What the task asks —
Go through the data and copy every line in which "PathBuf" appears.

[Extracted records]
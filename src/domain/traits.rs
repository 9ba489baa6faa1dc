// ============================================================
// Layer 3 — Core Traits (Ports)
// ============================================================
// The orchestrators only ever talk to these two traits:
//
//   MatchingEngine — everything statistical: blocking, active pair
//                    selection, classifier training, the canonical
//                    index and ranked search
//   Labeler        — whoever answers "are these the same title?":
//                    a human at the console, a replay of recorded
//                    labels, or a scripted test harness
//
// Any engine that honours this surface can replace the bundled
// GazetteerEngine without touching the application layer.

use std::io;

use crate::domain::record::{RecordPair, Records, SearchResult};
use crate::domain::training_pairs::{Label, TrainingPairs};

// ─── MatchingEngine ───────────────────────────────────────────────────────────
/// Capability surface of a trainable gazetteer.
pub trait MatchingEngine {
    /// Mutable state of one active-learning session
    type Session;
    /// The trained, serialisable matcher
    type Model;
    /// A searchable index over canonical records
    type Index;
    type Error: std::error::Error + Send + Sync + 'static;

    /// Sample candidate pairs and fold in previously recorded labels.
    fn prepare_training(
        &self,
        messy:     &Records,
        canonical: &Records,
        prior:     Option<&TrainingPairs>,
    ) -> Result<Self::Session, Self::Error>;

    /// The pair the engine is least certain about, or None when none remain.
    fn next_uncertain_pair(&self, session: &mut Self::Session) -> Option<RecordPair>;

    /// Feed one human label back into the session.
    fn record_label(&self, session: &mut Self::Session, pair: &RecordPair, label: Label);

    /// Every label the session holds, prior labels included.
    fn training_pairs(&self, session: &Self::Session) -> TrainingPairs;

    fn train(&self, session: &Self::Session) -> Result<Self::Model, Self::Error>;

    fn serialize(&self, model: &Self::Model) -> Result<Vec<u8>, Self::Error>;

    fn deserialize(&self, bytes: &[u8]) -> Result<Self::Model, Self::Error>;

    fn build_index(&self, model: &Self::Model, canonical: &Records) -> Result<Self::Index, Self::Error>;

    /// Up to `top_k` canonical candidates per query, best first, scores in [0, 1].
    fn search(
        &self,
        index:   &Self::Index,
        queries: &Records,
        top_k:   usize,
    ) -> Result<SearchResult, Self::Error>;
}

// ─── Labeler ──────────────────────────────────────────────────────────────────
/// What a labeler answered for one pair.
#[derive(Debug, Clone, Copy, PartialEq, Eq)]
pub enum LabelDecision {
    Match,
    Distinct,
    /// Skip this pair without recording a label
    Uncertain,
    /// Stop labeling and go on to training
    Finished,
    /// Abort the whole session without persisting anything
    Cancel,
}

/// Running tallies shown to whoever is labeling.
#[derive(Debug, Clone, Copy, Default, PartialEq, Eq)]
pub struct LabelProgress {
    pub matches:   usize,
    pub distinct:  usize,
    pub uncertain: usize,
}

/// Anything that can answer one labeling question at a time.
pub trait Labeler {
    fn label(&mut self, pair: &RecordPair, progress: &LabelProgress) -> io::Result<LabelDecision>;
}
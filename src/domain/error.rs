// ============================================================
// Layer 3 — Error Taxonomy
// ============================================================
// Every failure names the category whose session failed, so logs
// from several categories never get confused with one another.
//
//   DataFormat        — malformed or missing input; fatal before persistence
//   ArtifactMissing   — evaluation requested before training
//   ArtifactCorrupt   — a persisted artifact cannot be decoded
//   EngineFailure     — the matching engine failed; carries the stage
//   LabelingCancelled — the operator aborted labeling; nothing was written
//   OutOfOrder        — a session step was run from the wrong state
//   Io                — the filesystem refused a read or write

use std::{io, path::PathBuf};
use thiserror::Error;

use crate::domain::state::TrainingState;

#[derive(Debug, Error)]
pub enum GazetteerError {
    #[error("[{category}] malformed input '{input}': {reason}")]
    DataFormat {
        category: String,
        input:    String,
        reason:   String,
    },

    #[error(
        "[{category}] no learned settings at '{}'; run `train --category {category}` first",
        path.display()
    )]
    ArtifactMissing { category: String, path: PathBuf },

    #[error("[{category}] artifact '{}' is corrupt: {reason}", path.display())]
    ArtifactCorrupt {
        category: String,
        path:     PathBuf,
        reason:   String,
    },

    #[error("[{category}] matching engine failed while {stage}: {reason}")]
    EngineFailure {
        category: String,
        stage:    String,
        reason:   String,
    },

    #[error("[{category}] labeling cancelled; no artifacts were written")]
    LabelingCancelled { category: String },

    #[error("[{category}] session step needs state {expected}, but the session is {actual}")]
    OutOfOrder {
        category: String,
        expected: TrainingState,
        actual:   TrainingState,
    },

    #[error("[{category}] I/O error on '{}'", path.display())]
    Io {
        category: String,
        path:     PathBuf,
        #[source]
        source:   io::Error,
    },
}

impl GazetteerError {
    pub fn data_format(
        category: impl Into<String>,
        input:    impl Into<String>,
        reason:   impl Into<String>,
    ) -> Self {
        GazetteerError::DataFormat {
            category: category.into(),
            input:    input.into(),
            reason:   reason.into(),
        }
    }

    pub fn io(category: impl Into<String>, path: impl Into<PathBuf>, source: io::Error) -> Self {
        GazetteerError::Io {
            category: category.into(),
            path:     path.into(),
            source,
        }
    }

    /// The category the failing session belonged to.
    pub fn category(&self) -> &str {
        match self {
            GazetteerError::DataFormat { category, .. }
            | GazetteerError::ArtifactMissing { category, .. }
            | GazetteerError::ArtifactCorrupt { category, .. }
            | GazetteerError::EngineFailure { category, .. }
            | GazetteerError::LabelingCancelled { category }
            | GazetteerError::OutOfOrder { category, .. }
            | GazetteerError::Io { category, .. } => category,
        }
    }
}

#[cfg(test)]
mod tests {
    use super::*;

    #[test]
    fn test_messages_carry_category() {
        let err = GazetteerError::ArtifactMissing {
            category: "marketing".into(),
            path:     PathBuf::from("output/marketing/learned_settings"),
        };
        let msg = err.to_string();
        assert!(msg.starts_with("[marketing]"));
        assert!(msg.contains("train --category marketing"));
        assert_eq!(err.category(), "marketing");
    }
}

Response below —
use std::{io, path::PathBuf};
    ArtifactMissing { category: String, path: PathBuf },
        path:     PathBuf,
        path:     PathBuf,
    pub fn io(category: impl Into<String>, path: impl Into<PathBuf>, source: io::Error) -> Self {
            path:     PathBuf::from("output/marketing/learned_settings"),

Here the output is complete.